Music is love. Oh fuck I’m grieving.

So David, I know where paradise is. You are there.

***

Love me some sepia- toned folkology.

Grateful I grew up in an era with a booming music tradition of traditional music living room hoe down and Irish pub, with a hammering dulcimer and fiddles and whatnot nearly every night of the week.

Music documentaries are the only thing I watch anymore and I’m more likely to play a Beatles tune or a Jackson Browne or a Neil Young tune myself than to play a record. And that brings it full circle. That’s my folk music really.

Beatles are almost folk tunes now. They are so great so folded into culture that even an amateur can rock the shit out of Eight Days A Week or Ticket to Ride right out of the book.

But these come out of the dark cauldron of the folk music and art school weirdness of an earlier era. Old Modes. Church modes. And modes more remote still.

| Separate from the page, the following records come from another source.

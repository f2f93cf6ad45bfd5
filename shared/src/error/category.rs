//! Error category classification

use super::codes::ErrorCode;
use serde::{Deserialize, Serialize};

/// Error category classification based on error code ranges
///
/// Categories are determined by the leading digit of the error code:
/// - 0xxx: General errors
/// - 1xxx: User errors
/// - 2xxx: Complaint errors
/// - 3xxx: Feedback errors
/// - 9xxx: System errors
#[derive(Debug, Clone, Copy, PartialEq, Eq, Hash, Serialize, Deserialize)]
#[serde(rename_all = "snake_case")]
pub enum ErrorCategory {
    /// General errors (0xxx)
    General,
    /// User errors (1xxx)
    User,
    /// Complaint errors (2xxx)
    Complaint,
    /// Feedback errors (3xxx)
    Feedback,
    /// System errors (9xxx)
    System,
}

impl ErrorCategory {
    /// Determine category from error code value
    pub fn from_code(code: u16) -> Self {
        match code {
            0..1000 => Self::General,
            1000..2000 => Self::User,
            2000..3000 => Self::Complaint,
            3000..4000 => Self::Feedback,
            _ => Self::System,
        }
    }

    /// Get the string name for this category
    pub fn name(&self) -> &'static str {
        match self {
            Self::General => "general",
            Self::User => "user",
            Self::Complaint => "complaint",
            Self::Feedback => "feedback",
            Self::System => "system",
        }
    }
}

impl ErrorCode {
    /// Get the category for this error code
    pub fn category(&self) -> ErrorCategory {
        ErrorCategory::from_code(self.code())
    }
}

#[cfg(test)]
mod tests {
    use super::*;

    #[test]
    fn test_category_from_code() {
        assert_eq!(ErrorCategory::from_code(0), ErrorCategory::General);
        assert_eq!(ErrorCategory::from_code(5), ErrorCategory::General);
        assert_eq!(ErrorCategory::from_code(999), ErrorCategory::General);

        assert_eq!(ErrorCategory::from_code(1001), ErrorCategory::User);
        assert_eq!(ErrorCategory::from_code(1999), ErrorCategory::User);

        assert_eq!(ErrorCategory::from_code(2001), ErrorCategory::Complaint);
        assert_eq!(ErrorCategory::from_code(3001), ErrorCategory::Feedback);
        assert_eq!(ErrorCategory::from_code(9001), ErrorCategory::System);
        assert_eq!(ErrorCategory::from_code(10000), ErrorCategory::System);
    }

    #[test]
    fn test_error_code_category() {
        assert_eq!(ErrorCode::Success.category(), ErrorCategory::General);
        assert_eq!(ErrorCode::ActingUserMissing.category(), ErrorCategory::User);
        assert_eq!(
            ErrorCode::ComplaintNotFound.category(),
            ErrorCategory::Complaint
        );
        assert_eq!(
            ErrorCode::FeedbackAlreadySubmitted.category(),
            ErrorCategory::Feedback
        );
        assert_eq!(ErrorCode::InternalError.category(), ErrorCategory::System);
    }

    #[test]
    fn test_category_name() {
        assert_eq!(ErrorCategory::General.name(), "general");
        assert_eq!(ErrorCategory::User.name(), "user");
        assert_eq!(ErrorCategory::Complaint.name(), "complaint");
        assert_eq!(ErrorCategory::Feedback.name(), "feedback");
        assert_eq!(ErrorCategory::System.name(), "system");
    }

    #[test]
    fn test_category_serialize() {
        let category = ErrorCategory::User;
        let json = serde_json::to_string(&category).unwrap();
        assert_eq!(json, "\"user\"");

        let category: ErrorCategory = serde_json::from_str("\"system\"").unwrap();
        assert_eq!(category, ErrorCategory::System);
    }
}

The British Folk are in a zone of their own, and many contended for non-invasive folksiness to no avail. Established Tradition and scorned innovation. Unlimited, within certain limitations.

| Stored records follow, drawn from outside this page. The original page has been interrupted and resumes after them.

/// 服务器配置 - 报修台的所有配置项
///
/// # 环境变量
///
/// 所有配置项都可以通过环境变量覆盖：
///
/// | 环境变量 | 默认值 | 说明 |
/// |----------|--------|------|
/// | HTTP_PORT | 3000 | HTTP 服务端口 |
/// | ENVIRONMENT | development | 运行环境 |
/// | GEMINI_API_KEY | (空) | 分类服务 API 密钥，留空则禁用智能分类 |
/// | CLASSIFIER_BASE_URL | https://generativelanguage.googleapis.com | 分类服务地址 |
/// | CLASSIFIER_MODEL | gemini-3-flash-preview | 分类模型名称 |
/// | CLASSIFIER_TIMEOUT_MS | 15000 | 分类请求超时(毫秒) |
/// | SEED_DEMO_DATA | true | 启动时载入演示报修数据 |
///
/// # 示例
///
/// ```ignore
/// HTTP_PORT=8080 GEMINI_API_KEY=xxx cargo run
/// ```
#[derive(Debug, Clone)]
pub struct Config {
    /// HTTP API 服务端口
    pub http_port: u16,
    /// 运行环境: development | staging | production
    pub environment: String,
    /// 分类服务 API 密钥 (空字符串表示未配置)
    pub gemini_api_key: String,
    /// 分类服务基础地址
    pub classifier_base_url: String,
    /// 分类模型名称
    pub classifier_model: String,
    /// 分类请求超时时间 (毫秒)
    pub classifier_timeout_ms: u64,
    /// 是否载入演示数据
    pub seed_demo_data: bool,
}

impl Config {
    /// 从环境变量加载配置
    ///
    /// 如果环境变量未设置，使用默认值
    pub fn from_env() -> Self {
        Self {
            http_port: std::env::var("HTTP_PORT")
                .ok()
                .and_then(|p| p.parse().ok())
                .unwrap_or(3000),
            environment: std::env::var("ENVIRONMENT").unwrap_or_else(|_| "development".into()),
            gemini_api_key: std::env::var("GEMINI_API_KEY").unwrap_or_default(),
            classifier_base_url: std::env::var("CLASSIFIER_BASE_URL")
                .unwrap_or_else(|_| "https://generativelanguage.googleapis.com".into()),
            classifier_model: std::env::var("CLASSIFIER_MODEL")
                .unwrap_or_else(|_| "gemini-3-flash-preview".into()),
            classifier_timeout_ms: std::env::var("CLASSIFIER_TIMEOUT_MS")
                .ok()
                .and_then(|p| p.parse().ok())
                .unwrap_or(15000),
            seed_demo_data: std::env::var("SEED_DEMO_DATA")
                .ok()
                .and_then(|v| v.parse().ok())
                .unwrap_or(true),
        }
    }

    /// 使用自定义值覆盖部分配置
    ///
    /// 常用于测试场景
    pub fn with_overrides(http_port: u16, seed_demo_data: bool) -> Self {
        let mut config = Self::from_env();
        config.http_port = http_port;
        config.seed_demo_data = seed_demo_data;
        config
    }

    /// 是否已配置分类服务
    pub fn classifier_configured(&self) -> bool {
        !self.gemini_api_key.is_empty()
    }

    /// 是否生产环境
    pub fn is_production(&self) -> bool {
        self.environment == "production"
    }

    /// 是否开发环境
    pub fn is_development(&self) -> bool {
        self.environment == "development"
    }
}

impl Default for Config {
    fn default() -> Self {
        Self::from_env()
    }
}
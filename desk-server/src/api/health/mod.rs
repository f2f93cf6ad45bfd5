//! 健康检查路由
//!
//! # 路由列表
//!
//! | 路径 | 方法 | 说明 | 身份 |
//! |------|------|------|------|
//! | /api/health | GET | 简单健康检查 | 无 |
//!
//! # 响应示例
//!
//! ```json
//! {
//!   "code": 0,
//!   "message": "OK",
//!   "data": { "status": "ok", "version": "0.1.0", "environment": "development" }
//! }
//! ```

use axum::{Router, extract::State, routing::get};
use shared::error::ApiResponse;
use shared::models::HealthStatus;

use crate::core::ServerState;
use crate::utils::ok;

/// 健康检查路由 - 公共路由 (无需身份)
pub fn router() -> Router<ServerState> {
    Router::new().route("/api/health", get(health))
}

/// Simple liveness probe
async fn health(State(state): State<ServerState>) -> ApiResponse<HealthStatus> {
    ok(HealthStatus {
        status: "ok".to_string(),
        version: env!("CARGO_PKG_VERSION").to_string(),
        environment: state.config.environment.clone(),
    })
}
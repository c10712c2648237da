use std::time::Duration;

use galaxy_tests::{init_tracing, start_ephemeral};

/// Smoke test: a running server can tick for a while with sectors present.
#[tokio::test]
async fn server_runs_few_ticks() -> anyhow::Result<()> {
    init_tracing();
    let (mut server, _addr) = start_ephemeral().await?;
    server.create_sector_server(0, 0);

    let mut ticker = tokio::time::interval(Duration::from_millis(5));
    for _ in 0..3 {
        ticker.tick().await;
        server.update(0.005);
    }
    assert_eq!(server.get_sector_server(0, 0).map(|s| s.tick_count()), Some(3));

    server.stop().await;
    Ok(())
}
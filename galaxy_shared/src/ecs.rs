//! Entity container.
//!
//! Typed component storages keyed by entity id. Not archetype-based. Each
//! sector owns one [`World`]; nothing here is shared between sectors.

use std::{
    any::{Any, TypeId},
    collections::{BTreeSet, HashMap},
};

use serde::{Deserialize, Serialize};

use crate::math::Vec3;

/// Opaque entity id, unique within one world.
#[derive(Debug, Clone, Copy, PartialEq, Eq, PartialOrd, Ord, Hash, Serialize, Deserialize)]
pub struct EntityId(pub u64);

trait Storage: Send + Sync {
    fn remove(&mut self, entity: EntityId);
    fn as_any(&self) -> &dyn Any;
    fn as_any_mut(&mut self) -> &mut dyn Any;
}

impl<T: 'static + Send + Sync> Storage for HashMap<EntityId, T> {
    fn remove(&mut self, entity: EntityId) {
        HashMap::remove(self, &entity);
    }

    fn as_any(&self) -> &dyn Any {
        self
    }

    fn as_any_mut(&mut self) -> &mut dyn Any {
        self
    }
}

/// World holding live entities and their components.
#[derive(Default)]
pub struct World {
    next_id: u64,
    alive: BTreeSet<EntityId>,
    storages: HashMap<TypeId, Box<dyn Storage>>,
}

impl World {
    /// Creates a new entity.
    pub fn spawn(&mut self) -> EntityId {
        let id = EntityId(self.next_id);
        self.next_id += 1;
        self.alive.insert(id);
        id
    }

    /// Removes an entity and all of its components. Returns false if it was
    /// not alive.
    pub fn despawn(&mut self, entity: EntityId) -> bool {
        if !self.alive.remove(&entity) {
            return false;
        }
        for storage in self.storages.values_mut() {
            storage.remove(entity);
        }
        true
    }

    pub fn contains(&self, entity: EntityId) -> bool {
        self.alive.contains(&entity)
    }

    /// Number of live entities.
    pub fn len(&self) -> usize {
        self.alive.len()
    }

    pub fn is_empty(&self) -> bool {
        self.alive.is_empty()
    }

    /// Inserts/replaces a component. Ignored for entities that are not alive.
    pub fn insert<T: 'static + Send + Sync>(&mut self, entity: EntityId, component: T) {
        if !self.contains(entity) {
            return;
        }
        let storage = self
            .storages
            .entry(TypeId::of::<T>())
            .or_insert_with(|| Box::new(HashMap::<EntityId, T>::new()));
        if let Some(storage) = storage.as_any_mut().downcast_mut::<HashMap<EntityId, T>>() {
            storage.insert(entity, component);
        }
    }

    pub fn get<T: 'static + Send + Sync>(&self, entity: EntityId) -> Option<&T> {
        self.storage::<T>().and_then(|s| s.get(&entity))
    }

    pub fn get_mut<T: 'static + Send + Sync>(&mut self, entity: EntityId) -> Option<&mut T> {
        self.storages
            .get_mut(&TypeId::of::<T>())
            .and_then(|boxed| boxed.as_any_mut().downcast_mut::<HashMap<EntityId, T>>())
            .and_then(|storage| storage.get_mut(&entity))
    }

    /// Iterates entities with a given component, in unspecified order.
    pub fn iter<T: 'static + Send + Sync>(&self) -> impl Iterator<Item = (EntityId, &T)> {
        self.storage::<T>()
            .into_iter()
            .flat_map(|storage| storage.iter().map(|(k, v)| (*k, v)))
    }

    fn storage<T: 'static + Send + Sync>(&self) -> Option<&HashMap<EntityId, T>> {
        self.storages
            .get(&TypeId::of::<T>())
            .and_then(|boxed| boxed.as_any().downcast_ref::<HashMap<EntityId, T>>())
    }
}

/// Common component: position in sector-local space.
#[derive(Debug, Clone, Copy, PartialEq, Serialize, Deserialize, Default)]
pub struct Position(pub Vec3);

/// Common component: velocity in units per second.
#[derive(Debug, Clone, Copy, PartialEq, Serialize, Deserialize, Default)]
pub struct Velocity(pub Vec3);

From beatniks and bongo drums to advanced musicology, most research came from scratchy vinyl borrowed from the public library on the hill by the water tower across the street from the cemetery where the town dignitaries are buried; two hundred years ago they heard some of these airs sung without amplification.

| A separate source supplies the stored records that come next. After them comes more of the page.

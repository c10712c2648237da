//! Configuration.
//!
//! Loads server and client configuration from JSON strings (file IO left to
//! the binaries). Every field has a default, so partial documents are valid.

use std::time::Duration;

use serde::{Deserialize, Serialize};

use crate::net::DEFAULT_MAX_PAYLOAD_LEN;

/// Default listening port.
pub const DEFAULT_PORT: u16 = 7777;
/// Default cap on simultaneously connected clients.
pub const DEFAULT_MAX_CLIENTS: usize = 100;
/// Default seed for sector content generation.
pub const DEFAULT_GALAXY_SEED: u32 = 12345;

/// Server configuration.
#[derive(Debug, Clone, PartialEq, Serialize, Deserialize)]
pub struct ServerConfig {
    /// Interface to bind, e.g. `0.0.0.0`.
    #[serde(default = "default_host")]
    pub host: String,
    /// TCP port. `0` picks an ephemeral port.
    #[serde(default = "default_port")]
    pub port: u16,
    #[serde(default = "default_max_clients")]
    pub max_clients: usize,
    /// Seed handed to the sector content generator.
    #[serde(default = "default_galaxy_seed")]
    pub galaxy_seed: u32,
    /// Frames declaring a larger payload are treated as framing errors.
    #[serde(default = "default_max_payload_len")]
    pub max_payload_len: u32,
    /// Listen backlog.
    #[serde(default = "default_backlog")]
    pub backlog: u32,
    /// Rate at which the binary calls `update`.
    #[serde(default = "default_tick_hz")]
    pub tick_hz: u32,
    /// Per-frame write deadline. A send that misses it disconnects the client.
    #[serde(default)]
    pub write_timeout_ms: Option<u64>,
    /// Clients silent for longer than this are dropped during `update`.
    #[serde(default)]
    pub idle_timeout_secs: Option<u64>,
}

fn default_host() -> String {
    "0.0.0.0".to_string()
}

fn default_port() -> u16 {
    DEFAULT_PORT
}

fn default_max_clients() -> usize {
    DEFAULT_MAX_CLIENTS
}

fn default_galaxy_seed() -> u32 {
    DEFAULT_GALAXY_SEED
}

fn default_max_payload_len() -> u32 {
    DEFAULT_MAX_PAYLOAD_LEN
}

fn default_backlog() -> u32 {
    128
}

fn default_tick_hz() -> u32 {
    20
}

impl Default for ServerConfig {
    fn default() -> Self {
        Self {
            host: default_host(),
            port: default_port(),
            max_clients: default_max_clients(),
            galaxy_seed: default_galaxy_seed(),
            max_payload_len: default_max_payload_len(),
            backlog: default_backlog(),
            tick_hz: default_tick_hz(),
            write_timeout_ms: None,
            idle_timeout_secs: None,
        }
    }
}

impl ServerConfig {
    /// Parses config from JSON.
    pub fn from_json_str(s: &str) -> serde_json::Result<Self> {
        serde_json::from_str(s)
    }

    /// Loopback config on an ephemeral port, for tests and tools.
    pub fn ephemeral() -> Self {
        Self {
            host: "127.0.0.1".to_string(),
            port: 0,
            ..Default::default()
        }
    }

    pub fn bind_addr(&self) -> String {
        format!("{}:{}", self.host, self.port)
    }

    pub fn write_timeout(&self) -> Option<Duration> {
        self.write_timeout_ms.map(Duration::from_millis)
    }

    pub fn idle_timeout(&self) -> Option<Duration> {
        self.idle_timeout_secs.map(Duration::from_secs)
    }
}

/// Client configuration.
#[derive(Debug, Clone, PartialEq, Serialize, Deserialize)]
pub struct ClientConfig {
    /// Server address, e.g. `127.0.0.1:7777`.
    #[serde(default = "default_server_addr")]
    pub server_addr: String,
    #[serde(default = "default_player_name")]
    pub player_name: String,
    #[serde(default = "default_max_payload_len")]
    pub max_payload_len: u32,
}

fn default_server_addr() -> String {
    format!("127.0.0.1:{}", DEFAULT_PORT)
}

fn default_player_name() -> String {
    "Player".to_string()
}

impl Default for ClientConfig {
    fn default() -> Self {
        Self {
            server_addr: default_server_addr(),
            player_name: default_player_name(),
            max_payload_len: default_max_payload_len(),
        }
    }
}

impl ClientConfig {
    /// Parses config from JSON.
    pub fn from_json_str(s: &str) -> serde_json::Result<Self> {
        serde_json::from_str(s)
    }
}

#[cfg(test)]
mod tests {
    use super::*;

    #[test]
    fn server_defaults() {
        let cfg = ServerConfig::default();
        assert_eq!(cfg.port, 7777);
        assert_eq!(cfg.max_clients, 100);
        assert_eq!(cfg.bind_addr(), "0.0.0.0:7777");
        assert!(cfg.write_timeout().is_none());
    }

    #[test]
    fn partial_json_fills_defaults() {
        let cfg = ServerConfig::from_json_str(r#"{"port": 9000, "idle_timeout_secs": 30}"#).unwrap();
        assert_eq!(cfg.port, 9000);
        assert_eq!(cfg.max_clients, DEFAULT_MAX_CLIENTS);
        assert_eq!(cfg.galaxy_seed, DEFAULT_GALAXY_SEED);
        assert_eq!(cfg.idle_timeout(), Some(Duration::from_secs(30)));
    }

    #[test]
    fn client_json_roundtrip() {
        let cfg = ClientConfig {
            player_name: "Vega".to_string(),
            ..Default::default()
        };
        let json = serde_json::to_string(&cfg).unwrap();
        assert_eq!(ClientConfig::from_json_str(&json).unwrap(), cfg);
    }

    #[test]
    fn ephemeral_binds_loopback() {
        assert_eq!(ServerConfig::ephemeral().bind_addr(), "127.0.0.1:0");
    }
}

I borrowed the Harry Smith Anthology of Folk Music with that astounding book of notes and its multiple records and loved the Cajun fiddle tune and “Old Blue” and I learned one tune (“Cindy”) on the banjo bought for $60 from Gary Peacock’s musical instrument shop across from Cafe Flor where all the stringband musicians hung out. Straggly- haired post-hippie hangout in the seventies.

I played that thing on the back porch in the Haight, using Pete Seeger’s “How to Play the 5-string Banjo” book. A treasure.

My theory is that my sixties pop composers have launched their pieces into eventual half- remembered folk music as well.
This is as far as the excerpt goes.